Among his literary friendships are Nobel laureates like J. M. Coetzee or Kenzaburo Oe, as well as authors like Salman Rushdie, the late Paul Auster, Jonathan Littell, and Mathias Enard.

Cercas's works have been adapted to film, theater, and comics - two of them will soon be television series - they are studied in schools and universities worldwide and have been the subject of academic articles, doctoral theses, and critical editions. His growing prestige led Pope Francis to choose him to accompany him on a pastoral trip to Mongolia and later gave him access to the Vatican's basements.

Born in Ibahernando, Cáceres, in 1962, he emigrated with his family to Girona at the age of four, where he spent his childhood and adolescence. In 1985 he graduated in Spanish Philology from the Autonomous University of Barcelona. From 1987 to 1989 he taught Spanish and furthered his studies at the University of Urbana, Illinois (United States). In 1989 he began teaching Spanish literature at the University of Girona. Two years later he defended his doctoral thesis and in 1995 won a position as a tenured professor at the same university, where he is now on leave.
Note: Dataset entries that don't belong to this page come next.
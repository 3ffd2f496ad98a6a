// src/engine/core.rs

//! Pure core orchestrator.
//!
//! This module contains a synchronous, deterministic context object that
//! consumes [`RuntimeEvent`]s and produces:
//! - an updated core state
//! - a list of "commands" describing what the IO shell should do next
//!
//! The async/IO-heavy shell (`engine::runtime::Runtime`) is responsible for:
//! - reading events from channels
//! - sending `ScheduledTask`s to the executor
//! - forwarding verification requests to the router
//!
//! The core is intended to be extensively unit tested without any Tokio,
//! channels, filesystem, or processes.

use std::cmp::Ordering;
use std::collections::{BTreeMap, HashMap, HashSet};

use tracing::{debug, info, warn};

use crate::config::{PlanFile, TaskConfig};
use crate::dag::{DependencyGraph, ReadinessCalculator, ReadinessState};
use crate::engine::event_handlers::{CoreCommand, CoreStep, ScheduledTask};
use crate::engine::queue::PriorityQueue;
use crate::engine::status::{StatusTrigger, TaskStatus, TaskStatusMachine};
use crate::engine::{RuntimeEvent, RuntimeOptions, TaskId};
use crate::verify::VerificationRequest;

/// Entry in the ready queue.
#[derive(Debug, Clone, PartialEq, Eq)]
pub(crate) struct QueuedTask {
    pub(crate) id: TaskId,
    pub(crate) priority: i32,
    pub(crate) seq: u64,
    /// Re-dispatch after a failed verification.
    pub(crate) revision: bool,
}

/// Higher priority first, then first-enqueued first.
fn dispatch_order(a: &QueuedTask, b: &QueuedTask) -> Ordering {
    b.priority.cmp(&a.priority).then(a.seq.cmp(&b.seq))
}

/// Pure orchestrator state.
///
/// This owns:
/// - the readiness calculator (and through it the dependency graph)
/// - the task status machine
/// - the ready queue
/// - per-task plan configuration
///
/// It has **no** channels, no Tokio types, and does not perform any IO.
#[derive(Debug)]
pub struct Orchestrator {
    pub(crate) readiness: ReadinessCalculator,
    pub(crate) status: TaskStatusMachine,
    pub(crate) queue: PriorityQueue<QueuedTask>,
    pub(crate) tasks: HashMap<TaskId, TaskConfig>,
    /// Tasks whose work is currently executing (occupying a slot).
    pub(crate) executing: HashSet<TaskId>,
    /// Changed files last submitted for verification, per task.
    pub(crate) verifying_files: HashMap<TaskId, Vec<String>>,
    attempts: HashMap<TaskId, u32>,
    options: RuntimeOptions,
    next_seq: u64,
}

impl Orchestrator {
    /// Build from a dependency graph and per-task configuration.
    ///
    /// Graph nodes without an entry in `tasks` get a default configuration.
    pub fn new(
        graph: DependencyGraph,
        tasks: BTreeMap<TaskId, TaskConfig>,
        options: RuntimeOptions,
    ) -> Self {
        let mut status = TaskStatusMachine::new();
        for id in graph.nodes() {
            status.initialize_task(id, !graph.dependencies_of(id).is_empty());
        }

        Self {
            readiness: ReadinessCalculator::new(graph),
            status,
            queue: PriorityQueue::new(dispatch_order),
            tasks: tasks.into_iter().collect(),
            executing: HashSet::new(),
            verifying_files: HashMap::new(),
            attempts: HashMap::new(),
            options,
            next_seq: 0,
        }
    }

    pub fn from_plan(plan: &PlanFile, options: RuntimeOptions) -> Self {
        Self::new(plan.graph(), plan.task.clone(), options)
    }

    /// Seed progress from durable state.
    ///
    /// Completed tasks are forced to `done`, failed ones to `failed`, and
    /// every other task's status is re-synchronised with its readiness.
    pub fn initialize_from_state<I, J>(&mut self, completed: I, failed: J)
    where
        I: IntoIterator<Item = TaskId>,
        J: IntoIterator<Item = TaskId>,
    {
        let completed: Vec<TaskId> = completed.into_iter().collect();
        let failed: Vec<TaskId> = failed.into_iter().collect();

        self.readiness
            .initialize_from_state(completed.clone(), failed.clone(), Vec::<TaskId>::new());

        for id in &completed {
            self.status.force_status(id, TaskStatus::Done, "restored from state");
        }
        for id in &failed {
            self.status.force_status(id, TaskStatus::Failed, "restored from state");
        }

        let ids: Vec<TaskId> = self.task_ids();
        for id in ids {
            self.sync_status_with_readiness(&id);
        }
    }

    /// Enqueue every ready task and dispatch the first batch.
    pub fn start(&mut self) -> CoreStep {
        for id in self.readiness.ready_tasks() {
            if self.status.status_of(&id) == Some(TaskStatus::Ready) {
                self.enqueue(&id, false);
            }
        }
        info!(
            queued = self.queue.len(),
            max_parallel = self.max_parallel(),
            "orchestrator started"
        );
        let commands = self.dispatch();
        self.finish(commands)
    }

    /// Handle a single runtime event, updating core state and returning the
    /// resulting commands for the IO shell.
    pub fn step(&mut self, event: RuntimeEvent) -> CoreStep {
        match event {
            RuntimeEvent::TaskFinished {
                task,
                outcome,
                changed_files,
            } => self.handle_task_finished(task, outcome, changed_files),
            RuntimeEvent::ArtifactsChanged { task, files } => {
                self.handle_artifacts_changed(task, files)
            }
            RuntimeEvent::VerificationFinished(outcome) => {
                self.handle_verification_finished(outcome)
            }
            RuntimeEvent::RetryTask { task } => self.retry_task(&task),
            RuntimeEvent::CancelTask { task, reason } => self.cancel_task(&task, &reason),
            RuntimeEvent::ShutdownRequested => CoreStep {
                commands: vec![CoreCommand::RequestExit],
                keep_running: false,
            },
        }
    }

    pub fn status(&self) -> &TaskStatusMachine {
        &self.status
    }

    pub fn readiness(&self) -> &ReadinessCalculator {
        &self.readiness
    }

    pub fn graph(&self) -> &DependencyGraph {
        self.readiness.graph()
    }

    /// Queued task IDs in dispatch order.
    pub fn queued(&self) -> Vec<TaskId> {
        self.queue
            .to_sorted_vec()
            .into_iter()
            .map(|q| q.id)
            .collect()
    }

    pub fn executing_count(&self) -> usize {
        self.executing.len()
    }

    /// Nothing executing, queued, or waiting on verification.
    pub fn is_idle(&self) -> bool {
        self.executing.is_empty()
            && self.queue.is_empty()
            && self.status.tasks_by_status(TaskStatus::InProgress).is_empty()
            && self.status.tasks_by_status(TaskStatus::Verification).is_empty()
            && self.status.tasks_by_status(TaskStatus::NeedsRevision).is_empty()
    }

    fn max_parallel(&self) -> usize {
        self.options.max_parallel.max(1)
    }

    pub(crate) fn task_ids(&self) -> Vec<TaskId> {
        self.readiness.graph().nodes().map(str::to_string).collect()
    }

    pub(crate) fn priority_of(&self, id: &str) -> i32 {
        self.tasks.get(id).map_or(0, |t| t.priority)
    }

    pub(crate) fn enqueue(&mut self, id: &str, revision: bool) {
        if self.queue.has(|q| q.id == id) {
            return;
        }
        self.next_seq += 1;
        let entry = QueuedTask {
            id: id.to_string(),
            priority: self.priority_of(id),
            seq: self.next_seq,
            revision,
        };
        debug!(task = %id, priority = entry.priority, revision, "task queued");
        self.queue.enqueue(entry);
    }

    /// Move queued tasks into free executor slots, highest priority first.
    pub(crate) fn dispatch(&mut self) -> Vec<CoreCommand> {
        let mut scheduled = Vec::new();

        while self.executing.len() < self.max_parallel() {
            let Some(next) = self.queue.dequeue() else {
                break;
            };

            let trigger = if next.revision {
                StatusTrigger::RevisionStarted
            } else {
                StatusTrigger::Assigned
            };
            if self.status.transition(&next.id, trigger).is_none() {
                debug!(task = %next.id, ?trigger, "queued task no longer dispatchable; dropping");
                continue;
            }

            self.readiness.on_task_started(&next.id);
            self.executing.insert(next.id.clone());

            let attempt = self.attempts.entry(next.id.clone()).or_insert(0);
            *attempt += 1;
            let attempt = *attempt;

            let config = self.tasks.get(&next.id);
            info!(
                task = %next.id,
                priority = next.priority,
                attempt,
                "dispatching task"
            );

            scheduled.push(ScheduledTask {
                id: next.id,
                cmd: config.and_then(|c| c.cmd.clone()),
                artifacts: config.map(|c| c.artifacts.clone()).unwrap_or_default(),
                priority: next.priority,
                attempt,
            });
        }

        if scheduled.is_empty() {
            Vec::new()
        } else {
            vec![CoreCommand::DispatchTasks(scheduled)]
        }
    }

    pub(crate) fn verification_request(
        &self,
        id: &str,
        changed_files: Vec<String>,
    ) -> VerificationRequest {
        let config = self.tasks.get(id);
        VerificationRequest {
            task_id: id.to_string(),
            changed_files,
            acceptance_criteria: config.map(|c| c.acceptance.clone()).unwrap_or_default(),
            priority: self.priority_of(id),
            full_suite: config.is_some_and(|c| c.full_suite),
        }
    }

    /// Block ready dependents of a task that just failed.
    pub(crate) fn propagate_failure(&mut self, id: &str) {
        for dependent in self.readiness.on_task_failed(id) {
            if self.status.status_of(&dependent) == Some(TaskStatus::Ready) {
                self.status
                    .transition(&dependent, StatusTrigger::DependencyBlocked);
                self.queue.remove(|q| q.id == dependent);
            }
            warn!(task = %dependent, failed = %id, "task blocked by failed dependency");
        }
    }

    /// Align a non-running task's status with its readiness record.
    pub(crate) fn sync_status_with_readiness(&mut self, id: &str) {
        let Some(record) = self.readiness.readiness(id) else {
            return;
        };
        match (self.status.status_of(id), record.state) {
            (Some(TaskStatus::Blocked), ReadinessState::Ready) => {
                self.status.transition(id, StatusTrigger::DependenciesMet);
            }
            (Some(TaskStatus::Ready), ReadinessState::Blocked | ReadinessState::Waiting) => {
                self.status.transition(id, StatusTrigger::DependencyBlocked);
            }
            _ => {}
        }
    }

    /// Wrap `commands` into a step, requesting exit when idle if configured.
    pub(crate) fn finish(&self, mut commands: Vec<CoreCommand>) -> CoreStep {
        let mut keep_running = true;
        if self.options.exit_when_idle && self.is_idle() {
            keep_running = false;
            commands.push(CoreCommand::RequestExit);
        }
        CoreStep {
            commands,
            keep_running,
        }
    }
}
Since 2003 he has devoted himself exclusively to literature.

His books have been translated into more than thirty languages and have received awards such as the National Narrative or Planeta in Spain, the André Malraux or the Mediterranée in France; the Dagger's Prize or the Independent Foreign Fiction in the United Kingdom; the Grinzane Cavour or the Mondello in Italy; the Athens in Greece; the Casino da Póvoa in Portugal or the critics' award in Chile. Also the Prix du Livre Européen and the Taofen for the best foreign novel published in China.

For his body of work, Cercas has received several awards, many of them outside Spain, such as the Ennio Flaiano, Sicilia, or the Salone del Libro di Torino in Italy, the Ulysse or the Dialogue in France, the Metropolis in Canada, or the International Literary Flame Award in Montenegro.